В самом зрелом произведении Мансара, Мэзон Лафит (1642–1650), сохранена сходная композиция открытого двора. Но средняя башня сливается с массивом здания; стены расчленены парными пилястрами и колоннами, и эти черты ордера придают стене большую выпуклость и нарядность. Внутри дворца, в частности в вестибюле, не чувствуется стенной глади: стены выступают вперед, уходят вглубь, украшаются пилястрами и колоннами, и тем не менее впечатление коренным образом отличается от огромных вестибюлей во дворцах итальянского и немецкого барокко XVII–XVIII веков. Глаз сразу улавливает ясное соотношение объемов, чередование планов и стройный порядок в членении стен. При всем том дворец Мэзон Лафит с его боковыми крыльями и курдонером как произведение XVII века более представителен, чем нарядные французские дворцы XVI века.

В середине XVII века во всей Европе не было другого архитектора, который бы обладал таким же, как Мансар, развитым чувством меры, умением находить ясные и спокойные соотношения объемов и декораций, — этим лучшим наследием классической поры Возрождения. Впоследствии эпоха Людовика XIV затмила своим блеском и размахом своих начинаний тонкое, изысканное искусство Франции середины XVII века, в котором создания Мансара, Ленена и Пуссена занимают почетное место.

В середине XVII века французская культура переживает высокий подъем. Во Франции начинается крупное культурное движение. Оно проявилось особенно плодотворно в искусстве.
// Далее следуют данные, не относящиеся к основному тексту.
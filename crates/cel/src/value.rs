use std::cmp::Ordering;
use std::collections::BTreeMap;
use std::fmt;
use std::sync::Arc;

use chrono::{DateTime, Duration, Utc};
use serde_json::Value as Json;

use crate::quantity::Quantity;
use crate::temporal;
use crate::urls::UrlValue;

/// Map keys. Integer keys of either signedness compare by value.
#[derive(Debug, Clone, PartialEq, Eq, PartialOrd, Ord)]
pub enum Key {
    Bool(bool),
    Int(i128),
    Str(String),
}

impl Key {
    pub fn from_val(v: &Val) -> Result<Key, String> {
        match v {
            Val::Bool(b) => Ok(Key::Bool(*b)),
            Val::Int(i) => Ok(Key::Int(*i as i128)),
            Val::Uint(u) => Ok(Key::Int(*u as i128)),
            Val::Str(s) => Ok(Key::Str(s.to_string())),
            Val::Double(d) if d.fract() == 0.0 && d.is_finite() => Ok(Key::Int(*d as i128)),
            other => Err(format!("unsupported map key type {}", other.type_name())),
        }
    }

    pub fn to_val(&self) -> Val {
        match self {
            Key::Bool(b) => Val::Bool(*b),
            Key::Int(i) => match i64::try_from(*i) {
                Ok(v) => Val::Int(v),
                Err(_) => Val::Uint(*i as u64),
            },
            Key::Str(s) => Val::str(s),
        }
    }
}

impl fmt::Display for Key {
    fn fmt(&self, f: &mut fmt::Formatter<'_>) -> fmt::Result {
        match self {
            Key::Bool(b) => write!(f, "{}", b),
            Key::Int(i) => write!(f, "{}", i),
            Key::Str(s) => write!(f, "{:?}", s),
        }
    }
}

#[derive(Debug, Clone)]
pub enum Val {
    Null,
    Bool(bool),
    Int(i64),
    Uint(u64),
    Double(f64),
    Str(Arc<str>),
    Bytes(Arc<[u8]>),
    List(Arc<Vec<Val>>),
    Map(Arc<BTreeMap<Key, Val>>),
    Timestamp(DateTime<Utc>),
    Duration(Duration),
    /// `optional.none()` is `Optional(None)`.
    Optional(Option<Arc<Val>>),
    Url(Arc<UrlValue>),
    Quantity(Quantity),
}

impl Val {
    pub fn str(s: &str) -> Val {
        Val::Str(Arc::from(s))
    }

    pub fn list(v: Vec<Val>) -> Val {
        Val::List(Arc::new(v))
    }

    pub fn bytes(b: &[u8]) -> Val {
        Val::Bytes(Arc::from(b))
    }

    pub fn some(v: Val) -> Val {
        Val::Optional(Some(Arc::new(v)))
    }

    /// Units charged against the cost budget for producing this value.
    pub fn heft(&self) -> u64 {
        let n = match self {
            Val::Str(s) => s.len(),
            Val::Bytes(b) => b.len(),
            Val::List(l) => l.len(),
            Val::Map(m) => m.len(),
            _ => 1,
        };
        n as u64
    }

    /// The type's default value, as `optional.ofNonZeroValue` sees it.
    pub fn is_zero(&self) -> bool {
        match self {
            Val::Null => true,
            Val::Bool(b) => !b,
            Val::Int(i) => *i == 0,
            Val::Uint(u) => *u == 0,
            Val::Double(d) => *d == 0.0,
            Val::Str(s) => s.is_empty(),
            Val::Bytes(b) => b.is_empty(),
            Val::List(l) => l.is_empty(),
            Val::Map(m) => m.is_empty(),
            Val::Timestamp(t) => t.timestamp() == 0 && t.timestamp_subsec_nanos() == 0,
            Val::Duration(d) => *d == Duration::zero(),
            Val::Optional(o) => o.is_none(),
            Val::Url(_) | Val::Quantity(_) => false,
        }
    }

    pub fn type_name(&self) -> &'static str {
        match self {
            Val::Null => "null_type",
            Val::Bool(_) => "bool",
            Val::Int(_) => "int",
            Val::Uint(_) => "uint",
            Val::Double(_) => "double",
            Val::Str(_) => "string",
            Val::Bytes(_) => "bytes",
            Val::List(_) => "list",
            Val::Map(_) => "map",
            Val::Timestamp(_) => "google.protobuf.Timestamp",
            Val::Duration(_) => "google.protobuf.Duration",
            Val::Optional(_) => "optional_type",
            Val::Url(_) => "URL",
            Val::Quantity(_) => "Quantity",
        }
    }

    pub fn from_json(v: &Json) -> Val {
        match v {
            Json::Null => Val::Null,
            Json::Bool(b) => Val::Bool(*b),
            Json::Number(n) => {
                if let Some(i) = n.as_i64() {
                    Val::Int(i)
                } else if let Some(u) = n.as_u64() {
                    Val::Uint(u)
                } else {
                    Val::Double(n.as_f64().unwrap_or(f64::NAN))
                }
            }
            Json::String(s) => Val::str(s),
            Json::Array(a) => Val::list(a.iter().map(Val::from_json).collect()),
            Json::Object(m) => Val::Map(Arc::new(m.iter().map(|(k, v)| (Key::Str(k.clone()), Val::from_json(v))).collect())),
        }
    }

    fn numeric(&self) -> Option<Num> {
        match self {
            Val::Int(i) => Some(Num::I(*i as i128)),
            Val::Uint(u) => Some(Num::I(*u as i128)),
            Val::Double(d) => Some(Num::F(*d)),
            _ => None,
        }
    }

    /// CEL equality: numbers across types by value, aggregates element-wise,
    /// mismatched types are simply unequal.
    pub fn equals(&self, other: &Val) -> bool {
        if let (Some(a), Some(b)) = (self.numeric(), other.numeric()) {
            return a.cmp(b) == Some(Ordering::Equal);
        }
        match (self, other) {
            (Val::Null, Val::Null) => true,
            (Val::Bool(a), Val::Bool(b)) => a == b,
            (Val::Str(a), Val::Str(b)) => a == b,
            (Val::Bytes(a), Val::Bytes(b)) => a == b,
            (Val::Timestamp(a), Val::Timestamp(b)) => a == b,
            (Val::Duration(a), Val::Duration(b)) => a == b,
            (Val::Optional(a), Val::Optional(b)) => match (a, b) {
                (Some(x), Some(y)) => x.equals(y),
                (None, None) => true,
                _ => false,
            },
            (Val::List(a), Val::List(b)) => a.len() == b.len() && a.iter().zip(b.iter()).all(|(x, y)| x.equals(y)),
            (Val::Map(a), Val::Map(b)) => {
                a.len() == b.len() && a.iter().all(|(k, v)| b.get(k).map(|w| v.equals(w)).unwrap_or(false))
            }
            (Val::Url(a), Val::Url(b)) => a.raw == b.raw,
            (Val::Quantity(a), Val::Quantity(b)) => a == b,
            _ => false,
        }
    }

    /// Ordering for `<`-style operators; `None` when the operands do not compare.
    pub fn compare(&self, other: &Val) -> Option<Ordering> {
        if let (Some(a), Some(b)) = (self.numeric(), other.numeric()) {
            return a.cmp(b);
        }
        match (self, other) {
            (Val::Str(a), Val::Str(b)) => Some(a.cmp(b)),
            (Val::Bytes(a), Val::Bytes(b)) => Some(a.cmp(b)),
            (Val::Bool(a), Val::Bool(b)) => Some(a.cmp(b)),
            (Val::Timestamp(a), Val::Timestamp(b)) => Some(a.cmp(b)),
            (Val::Duration(a), Val::Duration(b)) => Some(a.cmp(b)),
            _ => None,
        }
    }

    pub fn to_display_string(&self) -> String {
        match self {
            Val::Null => "null".into(),
            Val::Bool(b) => b.to_string(),
            Val::Int(i) => i.to_string(),
            Val::Uint(u) => u.to_string(),
            Val::Double(d) => d.to_string(),
            Val::Str(s) => s.to_string(),
            Val::Bytes(b) => String::from_utf8_lossy(b).into_owned(),
            Val::Timestamp(t) => temporal::format_timestamp(t),
            Val::Duration(d) => temporal::format_duration(d),
            Val::Optional(Some(v)) => format!("optional.of({})", v.to_display_string()),
            Val::Optional(None) => "optional.none()".into(),
            Val::List(l) => format!("[{}]", l.iter().map(|v| v.to_display_string()).collect::<Vec<_>>().join(", ")),
            Val::Map(m) => format!(
                "{{{}}}",
                m.iter().map(|(k, v)| format!("{}: {}", k, v.to_display_string())).collect::<Vec<_>>().join(", ")
            ),
            Val::Url(u) => u.raw.clone(),
            Val::Quantity(q) => q.to_string(),
        }
    }
}

#[derive(Debug, Clone, Copy)]
enum Num {
    I(i128),
    F(f64),
}

impl Num {
    fn cmp(self, other: Num) -> Option<Ordering> {
        match (self, other) {
            (Num::I(a), Num::I(b)) => Some(a.cmp(&b)),
            (Num::F(a), Num::F(b)) => a.partial_cmp(&b),
            (Num::I(a), Num::F(b)) => (a as f64).partial_cmp(&b),
            (Num::F(a), Num::I(b)) => a.partial_cmp(&(b as f64)),
        }
    }
}
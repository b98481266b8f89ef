//! Tether drift: decides whether a live object differs from what applying the
//! desired manifest would produce, and renders a human-readable diff.

#![forbid(unsafe_code)]

use std::panic::{self, AssertUnwindSafe};

use serde::Serialize;
use serde_json::{Map, Number, Value as Json};
use tracing::debug;

/// Documents nested deeper than this are not diffed.
pub const MAX_DIFF_DEPTH: usize = 512;

/// True when the live object has drifted from the dry-run result.
///
/// A dry-run without `metadata.resourceVersion` means the object would be created.
/// Labels and annotations compare as maps with a missing map equal to an empty one;
/// the rest compares with `metadata` and `status` removed.
pub fn has_drifted(observed: &Json, dry_run: &Json) -> bool {
    let rv = dry_run
        .pointer("/metadata/resourceVersion")
        .and_then(|v| v.as_str())
        .unwrap_or("");
    if rv.is_empty() {
        return true;
    }
    for field in ["labels", "annotations"] {
        if !meta_map_eq(observed, dry_run, field) {
            debug!(field, "metadata map drifted");
            return true;
        }
    }
    !semantic_eq(&strip_for_compare(observed), &strip_for_compare(dry_run))
}

fn meta_map_eq(a: &Json, b: &Json, field: &str) -> bool {
    let empty = Json::Object(Map::new());
    let pick = |v: &Json| -> Json {
        match v.get("metadata").and_then(|m| m.get(field)) {
            None | Some(Json::Null) => empty.clone(),
            Some(x) => x.clone(),
        }
    };
    semantic_eq(&pick(a), &pick(b))
}

/// Copy without `metadata` and `status`.
pub fn strip_for_compare(v: &Json) -> Json {
    let mut v = v.clone();
    if let Some(obj) = v.as_object_mut() {
        obj.remove("metadata");
        obj.remove("status");
    }
    v
}

/// Deep equality: maps ignore key order, arrays keep it, numbers compare by value.
pub fn semantic_eq(a: &Json, b: &Json) -> bool {
    match (a, b) {
        (Json::Number(x), Json::Number(y)) => number_eq(x, y),
        (Json::Array(xs), Json::Array(ys)) => xs.len() == ys.len() && xs.iter().zip(ys).all(|(x, y)| semantic_eq(x, y)),
        (Json::Object(xo), Json::Object(yo)) => {
            xo.len() == yo.len() && xo.iter().all(|(k, xv)| yo.get(k).map(|yv| semantic_eq(xv, yv)).unwrap_or(false))
        }
        _ => a == b,
    }
}

fn number_eq(x: &Number, y: &Number) -> bool {
    if let (Some(a), Some(b)) = (x.as_i64(), y.as_i64()) {
        return a == b;
    }
    if let (Some(a), Some(b)) = (x.as_u64(), y.as_u64()) {
        return a == b;
    }
    match (x.as_f64(), y.as_f64()) {
        (Some(a), Some(b)) => a == b,
        _ => false,
    }
}

fn strip_noisy(mut v: Json) -> Json {
    if let Some(meta) = v.get_mut("metadata").and_then(|m| m.as_object_mut()) {
        meta.remove("managedFields");
    }
    if let Some(obj) = v.as_object_mut() {
        obj.remove("status");
    }
    v
}

fn depth(v: &Json, limit: usize) -> usize {
    // explicit stack; stops as soon as `limit` is exceeded
    let mut max = 0usize;
    let mut stack = vec![(v, 1usize)];
    while let Some((cur, d)) = stack.pop() {
        max = max.max(d);
        if max > limit {
            return max;
        }
        match cur {
            Json::Object(m) => stack.extend(m.values().map(|c| (c, d + 1))),
            Json::Array(a) => stack.extend(a.iter().map(|c| (c, d + 1))),
            _ => {}
        }
    }
    max
}

fn render(v: &Json) -> String {
    serde_json::to_string(v).unwrap_or_else(|_| "<unprintable>".to_string())
}

fn join(path: &str, key: &str) -> String {
    if path.is_empty() { key.to_string() } else { format!("{}.{}", path, key) }
}

fn walk(path: &str, from: &Json, to: &Json, out: &mut Vec<String>) {
    match (from, to) {
        (Json::Object(fo), Json::Object(to_)) => {
            for (k, fv) in fo.iter() {
                match to_.get(k) {
                    Some(tv) if semantic_eq(fv, tv) => {}
                    Some(tv) => walk(&join(path, k), fv, tv, out),
                    None => out.push(format!("- {}: {}", join(path, k), render(fv))),
                }
            }
            for (k, tv) in to_.iter() {
                if !fo.contains_key(k) {
                    out.push(format!("+ {}: {}", join(path, k), render(tv)));
                }
            }
        }
        (Json::Array(fa), Json::Array(ta)) => {
            let common = fa.len().min(ta.len());
            for i in 0..common {
                if !semantic_eq(&fa[i], &ta[i]) {
                    walk(&format!("{}[{}]", path, i), &fa[i], &ta[i], out);
                }
            }
            for (i, v) in fa.iter().enumerate().skip(common) {
                out.push(format!("- {}[{}]: {}", path, i, render(v)));
            }
            for (i, v) in ta.iter().enumerate().skip(common) {
                out.push(format!("+ {}[{}]: {}", path, i, render(v)));
            }
        }
        (a, b) => {
            if !semantic_eq(a, b) {
                let at = if path.is_empty() { "<root>" } else { path };
                out.push(format!("~ {}: {} -> {}", at, render(a), render(b)));
            }
        }
    }
}

/// Changed paths from `observed` to `desired`, one per line, ignoring `status` and
/// managed fields. Never panics; anything undiffable yields an empty string.
pub fn safe_diff(observed: &Json, desired: &Json) -> String {
    if depth(observed, MAX_DIFF_DEPTH) > MAX_DIFF_DEPTH || depth(desired, MAX_DIFF_DEPTH) > MAX_DIFF_DEPTH {
        debug!("diff skipped: document nesting over limit");
        return String::new();
    }
    let res = panic::catch_unwind(AssertUnwindSafe(|| {
        let from = strip_noisy(observed.clone());
        let to = strip_noisy(desired.clone());
        let mut lines = Vec::new();
        walk("", &from, &to, &mut lines);
        lines.join("\n")
    }));
    match res {
        Ok(s) => s,
        Err(_) => {
            debug!("diff rendering panicked; returning empty diff");
            String::new()
        }
    }
}

/// [`safe_diff`] over anything serializable; values that do not convert yield "".
pub fn safe_diff_serialize<A: Serialize + ?Sized, B: Serialize + ?Sized>(observed: &A, desired: &B) -> String {
    match (serde_json::to_value(observed), serde_json::to_value(desired)) {
        (Ok(a), Ok(b)) => safe_diff(&a, &b),
        _ => {
            debug!("diff skipped: value does not convert into a document");
            String::new()
        }
    }
}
Его предпосылкой было сложение централизованного государства, французской абсолютной монархии. Борьба за него привела в движение все пружины французского общества. Передовой характер этой государственной формы не подлежал сомнению для большинства современников. И все же деспотические формы абсолютизма Ришелье вызывали живой протест и в аристократических и в буржуазных слоях общества. В эпоху фронды борьба приняла открытую форму, причем в отличие от Реформации чисто политические интересы не сопрягались теперь с вопросами вероисповедания. Политика занимала лучшие умы страны. Мазарини говорил испанскому послу, что «во Франции не было ни одной приличной женщины или куртизанки, которая, ложась вечером с мужчиной в постель, не говорила бы с ним о политике».